Faculty at small colleges still have 9 months of salary. Many soft- money folks have none.... I don't see how anyone could survive in a soft-money position with only 2 months support on any one grant!

On Oct 13, 2008, at 11:44 AM, malcolm McCallum wrote:

By limiting salary reimbursement to 2 mo in any given year, they are
significantly biasing the ability of researchers at smaller schools to
get funding.  I can't imagine this would stay in effect too long
because the same rationale caused the match on equipment grants to be
removed.  Essentially, it was determined that requiring a match caused
small schools to be unable to compete.  Small schools also have
significantly higher teaching requirements making competition for
funds even harder at these smaller institutions.
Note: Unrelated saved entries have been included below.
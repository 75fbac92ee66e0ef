use super::{FeedbackMessageType, PayloadType, RtcpHeader, RtcpPacket};
use super::{RtcpType, Ssrc};

/// Picture loss indication. Requests a new keyframe.
#[derive(Debug, Clone, PartialEq, Eq)]
pub struct Pli {
    /// Sender of this feedback.
    pub sender_ssrc: Ssrc,
    /// The media source the keyframe is requested for.
    pub ssrc: Ssrc,
}

impl RtcpPacket for Pli {
    fn header(&self) -> RtcpHeader {
        RtcpHeader {
            rtcp_type: RtcpType::PayloadSpecificFeedback,
            feedback_message_type: FeedbackMessageType::PayloadFeedback(
                PayloadType::PictureLossIndication,
            ),
            words_less_one: (self.length_words() - 1) as u16,
        }
    }

    fn length_words(&self) -> usize {
        3
    }

    fn write_to(&self, buf: &mut [u8]) -> usize {
        self.header().write_to(&mut buf[..4]);
        buf[4..8].copy_from_slice(&self.sender_ssrc.to_be_bytes());
        buf[8..12].copy_from_slice(&self.ssrc.to_be_bytes());
        12
    }
}

impl<'a> TryFrom<&'a [u8]> for Pli {
    type Error = &'static str;

    fn try_from(buf: &'a [u8]) -> Result<Self, Self::Error> {
        if buf.len() < 8 {
            return Err("Pli less than 8 bytes");
        }

        let sender_ssrc = u32::from_be_bytes([buf[0], buf[1], buf[2], buf[3]]).into();
        let ssrc = u32::from_be_bytes([buf[4], buf[5], buf[6], buf[7]]).into();

        Ok(Pli { sender_ssrc, ssrc })
    }
}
On Mon, Oct 13, 2008 at 1:03 PM, David Inouye <[EMAIL PROTECTED]> wrote:
The new version of the Grant Proposal Guide (NSF 09-1 January 2009) is
available on the NSF web site:
<http://www.nsf.gov/pubs/policydocs/pappguide/nsf09_1/gpg_index.jsp>http://www.nsf.gov/pubs/policydocs/pappguide/nsf09_1/gpg_index.jsp

One change may affect a number of ecologists on soft-money positions or
those seeking sabbatical salary.

Scroll down about half way to g. Budget, (i) Salaries and Wages, (a) Senior Project Personnel Salaries and Wages Policy. The second paragraph is what's
new.

This is also in the summary of significant changes:

Chapter II – Section C.2g(i), Salaries and Wages, has undergone a major revision of NSF's salary reimbursement policy. In general, the Foundation will now limit salary compensation for senior project personnel to no more than two months of their regular salary in any one year. This limit includes salary compensation received from all NSF-funded grants. This change moves away from the concept of summer salary and allows for reimbursement of two
months of salary per year whenever appropriate during the year.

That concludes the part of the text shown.